BACKERS: Republican Presidential nominee John McCain and other conservatives. Former Federal Reserve Chairman Alan Greenspan.

BASICS: This camp believes that Fannie and Freddie should be shrunk down and recapitalized through a combination of asset sales and an infusion of federal funds. Then the entities should be broken up and sold off.

DETAILS: The privatized lenders would be profit-driven, answer only to shareholders, and keep the right to buy mortgage-backed securities for their own portfolios.


BACKERS: Representative Barney Frank (D-Mass.) and senators Charles Schumer (D-N.Y.) and Christopher Dodd (D-Conn.)

BASICS: This group wants to see Fannie and Freddie's public and private functions more clearly delineated. The two would be downsized but would likely remain publicly traded.
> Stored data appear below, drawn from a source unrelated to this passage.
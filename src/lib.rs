//! Leadflow — lead event pipeline for dna-me marketing automation
//!
//! Turns the raw interaction event stream (page visits, form submissions,
//! email opens, LinkedIn actions, ROI-calculator submissions, conference
//! imports) into deduplicated leads with time-decayed composite scores, a
//! calibrated product-intent classification, and automated placement into
//! the right sales pipeline with an owner.

pub mod api;
pub mod automation;
pub mod cli;
pub mod config;
pub mod domain;
pub mod error;
pub mod identity;
pub mod intent;
pub mod outbound;
pub mod queue;
pub mod routing;
pub mod rules;
pub mod scoring;
pub mod shutdown;
pub mod store;
pub mod workers;

pub use config::AppConfig;
pub use error::{LeadflowError, Result};
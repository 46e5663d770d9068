//! Scoring engine: versioned rules over events, a ledger of point deltas,
//! and tier-crossing detection.

mod engine;

pub use engine::{matching_rules, ScoringEngine, ScoringOutcome};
Some in Treasury point to public utilities as a model.

DETAILS: Shareholder returns could be capped, and each lender's freedom to develop new products or invest for its own portfolio would be limited.


BACKERS: There are no prominent supporters of this option, but most acknowledge that it's too soon to write it off.

BASICS: Under this scenario, Fannie and Freddie would officially become government agencies focused solely on their public mission of providing liquidity to the housing market and promoting home ownership for low-income Americans.

DETAILS: Fannie and Freddie would no longer have shareholders to satisfy. Also, they would not be permitted to invest in mortgage-backed securities.